Write each record again exactly as it stands.

-------- Provided data --------

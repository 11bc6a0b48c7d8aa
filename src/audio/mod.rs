//! Audio capture and packaging.
//!
//! * [`MicCapture`] / [`StreamHandle`] — cpal device lifecycle; the stream
//!   feeds the shared recording session for the whole app lifetime.
//! * [`MicSource`] — production `AudioSource` (availability + WAV framing).
//! * [`wav`] — sample conversion and WAV container encoding via `hound`.

pub mod mic;
pub mod wav;

// ---------------------------------------------------------------------------
// Public re-exports
// ---------------------------------------------------------------------------

pub use mic::{CaptureError, MicCapture, MicSource, StreamHandle};
pub use wav::{encode_wav, f32_to_s16le};
//! Error taxonomy shared by the transcribe and answer capabilities.

use thiserror::Error;

// ---------------------------------------------------------------------------
// BackendError
// ---------------------------------------------------------------------------

/// Errors that can occur while calling the remote backend.
///
/// The pipeline never propagates these past its own boundary — every variant
/// is converted into a terminal transcript message at the call site.
#[derive(Debug, Error)]
pub enum BackendError {
    /// HTTP transport or connection error.
    #[error("HTTP request failed: {0}")]
    Request(String),

    /// The request did not complete within the configured timeout.
    #[error("backend request timed out")]
    Timeout,

    /// The backend answered with a non-success status code.
    #[error("backend returned HTTP {0}")]
    Status(u16),

    /// The response body could not be parsed as the expected JSON.
    #[error("failed to parse backend response: {0}")]
    Parse(String),
}

impl From<reqwest::Error> for BackendError {
    fn from(e: reqwest::Error) -> Self {
        if e.is_timeout() {
            BackendError::Timeout
        } else if let Some(status) = e.status() {
            BackendError::Status(status.as_u16())
        } else if e.is_decode() {
            BackendError::Parse(e.to_string())
        } else {
            BackendError::Request(e.to_string())
        }
    }
}

// ---------------------------------------------------------------------------
// Tests
// ---------------------------------------------------------------------------

#[cfg(test)]
mod tests {
    use super::*;

    #[test]
    fn display_mentions_status_code() {
        let e = BackendError::Status(503);
        assert!(e.to_string().contains("503"));
    }

    #[test]
    fn display_timeout() {
        assert!(BackendError::Timeout.to_string().contains("timed out"));
    }
}
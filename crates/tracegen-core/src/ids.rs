//! Identifier types.

use serde::{Deserialize, Serialize};
use std::fmt;
use uuid::Uuid;

/// 1-based ordinal of a simulated process instance.
///
/// # Examples
///
/// ```
/// use tracegen_core::ids::CaseId;
///
/// let case = CaseId(7);
/// assert_eq!(case.inner(), 7);
/// ```
#[derive(Debug, Clone, Copy, PartialEq, Eq, Hash, PartialOrd, Ord, Serialize, Deserialize)]
pub struct CaseId(pub u64);

impl CaseId {
    /// Creates a new CaseId with the given value.
    #[inline]
    pub const fn new(id: u64) -> Self {
        Self(id)
    }

    /// Returns the inner value of the CaseId.
    #[inline]
    pub const fn inner(self) -> u64 {
        self.0
    }
}

impl fmt::Display for CaseId {
    fn fmt(&self, f: &mut fmt::Formatter<'_>) -> fmt::Result {
        write!(f, "Case({})", self.0)
    }
}

impl From<u64> for CaseId {
    fn from(id: u64) -> Self {
        Self(id)
    }
}

/// Sequential identifier of a generated event.
#[derive(Debug, Clone, Copy, PartialEq, Eq, Hash, PartialOrd, Ord, Serialize, Deserialize)]
pub struct EventId(pub u64);

impl EventId {
    /// The first id handed out by a fresh counter.
    pub const FIRST: EventId = EventId(1);

    /// Creates a new EventId with the given value.
    #[inline]
    pub const fn new(id: u64) -> Self {
        Self(id)
    }

    /// Returns the inner value of the EventId.
    #[inline]
    pub const fn inner(self) -> u64 {
        self.0
    }

    /// Returns the id following this one.
    #[inline]
    pub const fn next(self) -> Self {
        Self(self.0 + 1)
    }
}

impl fmt::Display for EventId {
    fn fmt(&self, f: &mut fmt::Formatter<'_>) -> fmt::Result {
        write!(f, "Event({})", self.0)
    }
}

impl From<u64> for EventId {
    fn from(id: u64) -> Self {
        Self(id)
    }
}

/// Index of a shard within a fan-out job.
#[derive(Debug, Clone, Copy, PartialEq, Eq, Hash, PartialOrd, Ord, Serialize, Deserialize)]
pub struct ShardId(pub usize);

impl fmt::Display for ShardId {
    fn fmt(&self, f: &mut fmt::Formatter<'_>) -> fmt::Result {
        write!(f, "Shard({})", self.0)
    }
}

/// Unique identifier for a generation run.
///
/// Attached to log output so that interleaved runs can be told apart.
#[derive(Debug, Clone, Copy, PartialEq, Eq, Hash, Serialize, Deserialize)]
pub struct RunId(Uuid);

impl RunId {
    /// Creates a new unique RunId.
    pub fn new() -> Self {
        Self(Uuid::new_v4())
    }

    /// Returns the inner UUID.
    pub fn as_uuid(&self) -> &Uuid {
        &self.0
    }
}

impl Default for RunId {
    fn default() -> Self {
        Self::new()
    }
}

impl fmt::Display for RunId {
    fn fmt(&self, f: &mut fmt::Formatter<'_>) -> fmt::Result {
        write!(f, "{}", self.0)
    }
}
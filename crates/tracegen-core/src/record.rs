//! Case and event records.

use chrono::NaiveDateTime;
use serde::{Deserialize, Serialize};

use crate::ids::{CaseId, EventId};
use crate::value::{Record, Value};

/// One simulated process instance.
#[derive(Debug, Clone, PartialEq, Serialize, Deserialize)]
pub struct CaseRecord {
    /// 1-based ordinal, also written to the primary-key column.
    pub id: CaseId,
    /// Output row in schema order.
    pub record: Record,
}

impl CaseRecord {
    /// Create a case record.
    pub fn new(id: CaseId, record: Record) -> Self {
        Self { id, record }
    }
}

/// One step of a case's walk.
#[derive(Debug, Clone, PartialEq, Serialize, Deserialize)]
pub struct EventRecord {
    pub id: EventId,
    /// Owning case.
    pub case_id: CaseId,
    /// State label.
    pub action: String,
    /// Simulated time of the step.
    pub timestamp: NaiveDateTime,
    /// Output row in schema order.
    pub record: Record,
}

impl EventRecord {
    /// Assign a new id, rewriting the primary-key column as well.
    pub fn renumber(&mut self, id: EventId, key_column: &str) {
        self.id = id;
        self.record.set(key_column, Value::from(id.inner()));
    }
}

--------

- _Written reply_
repository 11bc6a0b48c7d8aa
filename src/audio/mod.rs
//! Audio capture and packaging.
//!
//! * [`MicCapture`] / [`StreamHandle`] — cpal device lifecycle; the stream
//!   feeds the shared recording session for the whole app lifetime.
//! * [`MicSource`] — production `AudioSource` (availability + WAV framing).
//! * [`wav`] — sample conversion and WAV container encoding via `hound`.

pub mod mic;
pub mod wav;

// ---------------------------------------------------------------------------
// Public re-exports
// ---------------------------------------------------------------------------

pub use mic::{CaptureError, MicCapture, MicSource, StreamHandle};
pub use wav::{encode_wav, f32_to_s16le};
//! Error taxonomy shared by the transcribe and answer capabilities.

use thiserror::Error;

// ---------------------------------------------------------------------------
// BackendError
// ---------------------------------------------------------------------------

/// Errors that can occur while calling the remote backend.
///
/// The pipeline never propagates these past its own boundary — every variant
/// is converted into a terminal transcript message at the call site.
#[derive(Debug, Error)]
pub enum BackendError {
    /// HTTP transport or connection error.
    #[error("HTTP request failed: {0}")]
    Request(String),

    /// The request did not complete within the configured timeout.
    #[error("backend request timed out")]
    Timeout,

    /// The backend answered with a non-success status code.
    #[error("backend returned HTTP {0}")]
    Status(u16),

    /// The response body could not be parsed as the expected JSON.
    #[error("failed to parse backend response: {0}")]
    Parse(String),
}

impl From<reqwest::Error> for BackendError {
    fn from(e: reqwest::Error) -> Self {
        if e.is_timeout() {
            BackendError::Timeout
        } else if let Some(status) = e.status() {
            BackendError::Status(status.as_u16())
        } else if e.is_decode() {
            BackendError::Parse(e.to_string())
        } else {
            BackendError::Request(e.to_string())
        }
    }
}

// ---------------------------------------------------------------------------
// Tests
// ---------------------------------------------------------------------------

#[cfg(test)]
mod tests {
    use super::*;

    #[test]
    fn display_mentions_status_code() {
        let e = BackendError::Status(503);
        assert!(e.to_string().contains("503"));
    }

    #[test]
    fn display_timeout() {
        assert!(BackendError::Timeout.to_string().contains("timed out"));
    }
}
filename crates/tracegen-core/src/ids.rs
//! Identifier types.

use serde::{Deserialize, Serialize};
use std::fmt;
use uuid::Uuid;

/// 1-based ordinal of a simulated process instance.
///
/// # Examples
///
/// ```
/// use tracegen_core::ids::CaseId;
///
/// let case = CaseId(7);
/// assert_eq!(case.inner(), 7);
/// ```
#[derive(Debug, Clone, Copy, PartialEq, Eq, Hash, PartialOrd, Ord, Serialize, Deserialize)]
pub struct CaseId(pub u64);

impl CaseId {
    /// Creates a new CaseId with the given value.
    #[inline]
    pub const fn new(id: u64) -> Self {
        Self(id)
    }

    /// Returns the inner value of the CaseId.
    #[inline]
    pub const fn inner(self) -> u64 {
        self.0
    }
}

impl fmt::Display for CaseId {
    fn fmt(&self, f: &mut fmt::Formatter<'_>) -> fmt::Result {
        write!(f, "Case({})", self.0)
    }
}

impl From<u64> for CaseId {
    fn from(id: u64) -> Self {
        Self(id)
    }
}

/// Sequential identifier of a generated event.
#[derive(Debug, Clone, Copy, PartialEq, Eq, Hash, PartialOrd, Ord, Serialize, Deserialize)]
pub struct EventId(pub u64);

impl EventId {
    /// The first id handed out by a fresh counter.
    pub const FIRST: EventId = EventId(1);

    /// Creates a new EventId with the given value.
    #[inline]
    pub const fn new(id: u64) -> Self {
        Self(id)
    }

    /// Returns the inner value of the EventId.
    #[inline]
    pub const fn inner(self) -> u64 {
        self.0
    }

    /// Returns the id following this one.
    #[inline]
    pub const fn next(self) -> Self {
        Self(self.0 + 1)
    }
}

impl fmt::Display for EventId {
    fn fmt(&self, f: &mut fmt::Formatter<'_>) -> fmt::Result {
        write!(f, "Event({})", self.0)
    }
}

impl From<u64> for EventId {
    fn from(id: u64) -> Self {
        Self(id)
    }
}

/// Index of a shard within a fan-out job.
#[derive(Debug, Clone, Copy, PartialEq, Eq, Hash, PartialOrd, Ord, Serialize, Deserialize)]
pub struct ShardId(pub usize);

impl fmt::Display for ShardId {
    fn fmt(&self, f: &mut fmt::Formatter<'_>) -> fmt::Result {
        write!(f, "Shard({})", self.0)
    }
}

/// Unique identifier for a generation run.
///
/// Attached to log output so that interleaved runs can be told apart.
#[derive(Debug, Clone, Copy, PartialEq, Eq, Hash, Serialize, Deserialize)]
pub struct RunId(Uuid);

impl RunId {
    /// Creates a new unique RunId.
    pub fn new() -> Self {
        Self(Uuid::new_v4())
    }

    /// Returns the inner UUID.
    pub fn as_uuid(&self) -> &Uuid {
        &self.0
    }
}

impl Default for RunId {
    fn default() -> Self {
        Self::new()
    }
}

impl fmt::Display for RunId {
    fn fmt(&self, f: &mut fmt::Formatter<'_>) -> fmt::Result {
        write!(f, "{}", self.0)
    }
}
filename crates/tracegen-core/src/record.rs
//! Case and event records.

use chrono::NaiveDateTime;
use serde::{Deserialize, Serialize};

use crate::ids::{CaseId, EventId};
use crate::value::{Record, Value};

/// One simulated process instance.
#[derive(Debug, Clone, PartialEq, Serialize, Deserialize)]
pub struct CaseRecord {
    /// 1-based ordinal, also written to the primary-key column.
    pub id: CaseId,
    /// Output row in schema order.
    pub record: Record,
}

impl CaseRecord {
    /// Create a case record.
    pub fn new(id: CaseId, record: Record) -> Self {
        Self { id, record }
    }
}

/// One step of a case's walk.
#[derive(Debug, Clone, PartialEq, Serialize, Deserialize)]
pub struct EventRecord {
    pub id: EventId,
    /// Owning case.
    pub case_id: CaseId,
    /// State label.
    pub action: String,
    /// Simulated time of the step.
    pub timestamp: NaiveDateTime,
    /// Output row in schema order.
    pub record: Record,
}

impl EventRecord {
    /// Assign a new id, rewriting the primary-key column as well.
    pub fn renumber(&mut self, id: EventId, key_column: &str) {
        self.id = id;
        self.record.set(key_column, Value::from(id.inner()));
    }
}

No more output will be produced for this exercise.